En el mundo de los negocios, y la gente en particular, quieren tener grandes cantidades de dinero pero paradójicamente nadie quiere ser un vendedor, incluso los que dedican a esta actividad, le cambian y disfrazan el nombre para no ser identificados como vendedores. Tenemos entonces a los técnicos y asesores sobre calidad de vida, ejecutivos de oferta, etc. Todo para ocultar esta palabra, pero en efecto son vendedores con nombres exóticos.

Nadie sabe en qué momento de la historia este término empezó a crispar a la gente y a asociarlo con mal augurio, sin embargo el autor y experto en ventas Carlos Rosales, establece una posible y amena relación de lo que pudo haber pasado para “satanizar” este título. Rosales explica en su libro “Personas compran personas”; que en la religión cristiana, es muy común leer traducciones del pasaje en el que Judas traiciona a Jesús, que “lo vende”, pues aceptó dinero por su traición. El especialista resalta, que quizás, el uso tan funesto de esta palabra podría ser una explicación de porqué el oficio de vender tiene connotaciones tan negativas.

Ante lo expuesto, Rosales hace una pregunta interesante “¿Un vendedor es deshonesto por el simple hecho de ser vendedor? Siguiendo la misma línea el autor se responde con otra pregunta ¿Toda persona deshonesta tiene inclinación a oficio tan arduo y que exige tanta disciplina como las ventas? Si leemos esto, la resolución es sencilla, claramente no tiene sentido.

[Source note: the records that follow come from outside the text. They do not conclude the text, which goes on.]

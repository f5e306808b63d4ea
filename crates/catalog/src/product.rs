use chrono::{DateTime, Utc};
use rust_decimal::Decimal;
use serde::{Deserialize, Serialize};

use shelflife_core::{DomainError, DomainResult, Entity, Money, ProductId, StoreId};

const SECONDS_PER_DAY: i64 = 86_400;

/// Product snapshot as supplied by the inventory subsystem.
///
/// The engine only ever proposes a new `price`; every other field is read-only here.
#[derive(Debug, Clone, PartialEq, Eq, Serialize, Deserialize)]
pub struct Product {
    pub id: ProductId,
    pub store_id: StoreId,
    pub name: String,
    /// Current shelf price (possibly already discounted).
    pub price: Money,
    /// Undiscounted price; discounts are computed from this when known.
    pub original_price: Option<Money>,
    pub quantity: u32,
    pub category: String,
    pub expiration_date: Option<DateTime<Utc>>,
}

impl Product {
    pub fn new(store_id: StoreId, name: impl Into<String>, price: Money, quantity: u32) -> Self {
        Self {
            id: ProductId::new(),
            store_id,
            name: name.into(),
            price,
            original_price: Some(price),
            quantity,
            category: String::new(),
            expiration_date: None,
        }
    }

    pub fn with_id(mut self, id: ProductId) -> Self {
        self.id = id;
        self
    }

    pub fn with_original_price(mut self, original_price: Option<Money>) -> Self {
        self.original_price = original_price;
        self
    }

    pub fn with_category(mut self, category: impl Into<String>) -> Self {
        self.category = category.into();
        self
    }

    pub fn with_expiration(mut self, expiration_date: DateTime<Utc>) -> Self {
        self.expiration_date = Some(expiration_date);
        self
    }

    /// Whole days until expiry, floored (`None` when the product does not expire).
    ///
    /// Not clamped: an expired product yields a negative number.
    pub fn days_until_expiry(&self, now: DateTime<Utc>) -> Option<i64> {
        self.expiration_date
            .map(|exp| (exp - now).num_seconds().div_euclid(SECONDS_PER_DAY))
    }

    /// Price the discount is computed from.
    pub fn pricing_basis(&self) -> Money {
        match self.original_price {
            Some(p) if p > Decimal::ZERO => p,
            _ => self.price,
        }
    }

    /// Boundary validation for snapshots coming from the inventory store.
    pub fn validate(&self) -> DomainResult<()> {
        if self.name.trim().is_empty() {
            return Err(DomainError::invalid_product("product name cannot be empty"));
        }
        if self.price.is_sign_negative() {
            return Err(DomainError::invalid_product(format!(
                "product {} has a negative price",
                self.id
            )));
        }
        if self.original_price.is_some_and(|p| p.is_sign_negative()) {
            return Err(DomainError::invalid_product(format!(
                "product {} has a negative original price",
                self.id
            )));
        }
        Ok(())
    }
}

impl Entity for Product {
    type Id = ProductId;

    fn id(&self) -> &Self::Id {
        &self.id
    }

    fn store_id(&self) -> StoreId {
        self.store_id
    }
}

Sin duda el estigma que sigue al vendedor es tan marcado que la industria del cine ha creado un estereotipo: “hombre sucio, inescrupuloso que intenta engañarte”, sin embargo como resalta Carlos Rosales, paradójicamente “No hay producto exitoso, por maravilloso que sea, si nadie sale a venderlo”. Esto es una verdad innegable.

¿Cómo vamos? ¿Queriendo un poco más a los vendedores? ¿No? Bueno, quizás las cosas cambien cuando sepa que no hay dinero de ningún tipo si no hay ventas y que independientemente de la profesión u oficio que tenga ¡Todos somos vendedores! ¡Sorpresa! Nos vendemos como personas, como vecinos, como las parejas ideales para conseguir novios, como padres, como buenos trabajadores ante un reclutador de recursos humanos o a los ojos de nuestro jefe.

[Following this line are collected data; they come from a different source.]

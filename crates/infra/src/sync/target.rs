//! Downstream systems (POS, delivery platforms) that receive price updates.

use std::collections::{HashMap, VecDeque};
use std::sync::Mutex;
use std::sync::atomic::{AtomicUsize, Ordering};
use std::time::Duration;

use async_trait::async_trait;
use serde::{Deserialize, Serialize};

use shelflife_core::{Money, ProductId, StoreId, SyncItemId};

use super::types::{PriceSyncQueueItem, SyncErrorKind};

/// Default bound on a single call to a target.
pub const DEFAULT_TARGET_TIMEOUT: Duration = Duration::from_secs(10);

/// Payload delivered to a target.
#[derive(Debug, Clone, PartialEq, Serialize, Deserialize)]
pub struct PriceUpdate {
    pub item_id: SyncItemId,
    pub store_id: StoreId,
    pub product_id: ProductId,
    pub old_price: Money,
    pub new_price: Money,
}

impl From<&PriceSyncQueueItem> for PriceUpdate {
    fn from(item: &PriceSyncQueueItem) -> Self {
        Self {
            item_id: item.id,
            store_id: item.store_id,
            product_id: item.product_id,
            old_price: item.old_price,
            new_price: item.new_price,
        }
    }
}

#[derive(Debug, Clone, PartialEq, Eq, thiserror::Error)]
pub enum TargetError {
    /// Timeout, connection failure, 5xx, 429: retrying may help.
    #[error("{0}")]
    Transient(String),
    /// Rejected request or unusable payload: fix the data first.
    #[error("{0}")]
    Permanent(String),
}

impl TargetError {
    pub fn kind(&self) -> SyncErrorKind {
        match self {
            TargetError::Transient(_) => SyncErrorKind::Transient,
            TargetError::Permanent(_) => SyncErrorKind::Permanent,
        }
    }

    pub fn message(&self) -> &str {
        match self {
            TargetError::Transient(m) | TargetError::Permanent(m) => m,
        }
    }

    /// Classify a non-success HTTP status.
    pub fn from_status(status: u16, body: &str) -> Self {
        let msg = if body.is_empty() {
            format!("HTTP {status}")
        } else {
            format!("HTTP {status}: {body}")
        };
        if status >= 500 || status == 429 {
            TargetError::Transient(msg)
        } else {
            TargetError::Permanent(msg)
        }
    }

    pub fn from_reqwest(err: &reqwest::Error) -> Self {
        if let Some(status) = err.status() {
            return Self::from_status(status.as_u16(), "");
        }
        if err.is_timeout() {
            return TargetError::Transient(format!("request timed out: {err}"));
        }
        if err.is_connect() {
            return TargetError::Transient(format!("connection failed: {err}"));
        }
        if err.is_builder() || err.is_body() || err.is_decode() {
            return TargetError::Permanent(format!("invalid payload: {err}"));
        }
        TargetError::Transient(err.to_string())
    }
}

/// A system that must be told about price changes.
#[async_trait]
pub trait SyncTarget: Send + Sync {
    fn name(&self) -> &str;

    async fn push(&self, update: &PriceUpdate) -> Result<(), TargetError>;
}

/// JSON-over-HTTP webhook target.
#[derive(Debug, Clone)]
pub struct HttpSyncTarget {
    name: String,
    url: String,
    client: reqwest::Client,
}

impl HttpSyncTarget {
    pub fn new(
        name: impl Into<String>,
        url: impl Into<String>,
        timeout: Duration,
    ) -> Result<Self, TargetError> {
        let client = reqwest::Client::builder()
            .timeout(timeout)
            .build()
            .map_err(|e| TargetError::Permanent(format!("http client: {e}")))?;
        Ok(Self {
            name: name.into(),
            url: url.into(),
            client,
        })
    }

    pub fn url(&self) -> &str {
        &self.url
    }
}

#[async_trait]
impl SyncTarget for HttpSyncTarget {
    fn name(&self) -> &str {
        &self.name
    }

    async fn push(&self, update: &PriceUpdate) -> Result<(), TargetError> {
        let response = self
            .client
            .post(&self.url)
            .json(update)
            .send()
            .await
            .map_err(|e| TargetError::from_reqwest(&e))?;

        let status = response.status();
        if status.is_success() {
            return Ok(());
        }
        let body = response.text().await.unwrap_or_default();
        Err(TargetError::from_status(status.as_u16(), body.trim()))
    }
}

/// Target with scripted outcomes for tests/dev; records every call.
///
/// Outcomes are consumed in order; once the script runs out every call succeeds.
/// Products registered with `fail_product` always fail with the given error.
#[derive(Debug, Default)]
pub struct ScriptedSyncTarget {
    name: String,
    script: Mutex<VecDeque<Result<(), TargetError>>>,
    per_product: Mutex<HashMap<ProductId, TargetError>>,
    calls: Mutex<Vec<PriceUpdate>>,
    delay: Option<Duration>,
    in_flight: AtomicUsize,
    peak_in_flight: AtomicUsize,
}

impl ScriptedSyncTarget {
    pub fn new(name: impl Into<String>) -> Self {
        Self {
            name: name.into(),
            ..Self::default()
        }
    }

    pub fn with_script(self, outcomes: impl IntoIterator<Item = Result<(), TargetError>>) -> Self {
        if let Ok(mut script) = self.script.lock() {
            script.extend(outcomes);
        }
        self
    }

    pub fn with_delay(mut self, delay: Duration) -> Self {
        self.delay = Some(delay);
        self
    }

    pub fn fail_product(&self, product_id: ProductId, error: TargetError) {
        if let Ok(mut map) = self.per_product.lock() {
            map.insert(product_id, error);
        }
    }

    pub fn calls(&self) -> Vec<PriceUpdate> {
        self.calls.lock().map(|c| c.clone()).unwrap_or_default()
    }

    /// Highest number of simultaneous calls observed.
    pub fn peak_in_flight(&self) -> usize {
        self.peak_in_flight.load(Ordering::SeqCst)
    }
}

#[async_trait]
impl SyncTarget for ScriptedSyncTarget {
    fn name(&self) -> &str {
        &self.name
    }

    async fn push(&self, update: &PriceUpdate) -> Result<(), TargetError> {
        let now = self.in_flight.fetch_add(1, Ordering::SeqCst) + 1;
        self.peak_in_flight.fetch_max(now, Ordering::SeqCst);

        if let Some(delay) = self.delay {
            tokio::time::sleep(delay).await;
        }

        if let Ok(mut calls) = self.calls.lock() {
            calls.push(update.clone());
        }
        let scripted = self.script.lock().ok().and_then(|mut s| s.pop_front());
        let forced = self
            .per_product
            .lock()
            .ok()
            .and_then(|m| m.get(&update.product_id).cloned());

        self.in_flight.fetch_sub(1, Ordering::SeqCst);

        match forced {
            Some(err) => Err(err),
            None => scripted.unwrap_or(Ok(())),
        }
    }
}

#[cfg(test)]
mod tests {
    use super::*;

    #[test]
    fn status_classification() {
        assert_eq!(TargetError::from_status(503, "").kind(), SyncErrorKind::Transient);
        assert_eq!(TargetError::from_status(429, "slow down").kind(), SyncErrorKind::Transient);
        assert_eq!(TargetError::from_status(400, "bad sku").kind(), SyncErrorKind::Permanent);
        assert_eq!(TargetError::from_status(404, "").kind(), SyncErrorKind::Permanent);
        assert_eq!(TargetError::from_status(422, "x").message(), "HTTP 422: x");
    }

    #[tokio::test]
    async fn scripted_target_replays_outcomes_then_succeeds() {
        let target = ScriptedSyncTarget::new("pos")
            .with_script([Err(TargetError::Transient("timeout".to_string()))]);
        let update = PriceUpdate {
            item_id: SyncItemId::new(),
            store_id: StoreId::new(),
            product_id: ProductId::new(),
            old_price: Money::ONE_HUNDRED,
            new_price: Money::TEN,
        };

        assert!(target.push(&update).await.is_err());
        assert!(target.push(&update).await.is_ok());
        assert_eq!(target.calls().len(), 2);
    }

    #[tokio::test]
    async fn unreachable_http_target_is_transient() {
        // Port 9 (discard) on localhost is closed in test environments.
        let target =
            HttpSyncTarget::new("pos", "http://127.0.0.1:9/prices", Duration::from_secs(2)).unwrap();
        let update = PriceUpdate {
            item_id: SyncItemId::new(),
            store_id: StoreId::new(),
            product_id: ProductId::new(),
            old_price: Money::ONE,
            new_price: Money::ONE,
        };

        let err = target.push(&update).await.unwrap_err();
        assert_eq!(err.kind(), SyncErrorKind::Transient);
    }
}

Sea lo que sea, siempre intentamos vender algo, una idea, un pensamiento, una razón.  Este es un oficio que todos practicamos sin darnos cuenta y que la mayoría desdeña, sin saber, que al hacerlo bien puede obtener grandes beneficios. como mejores puestos de trabajo, o lograr conquistar a esa persona que te robó el corazón.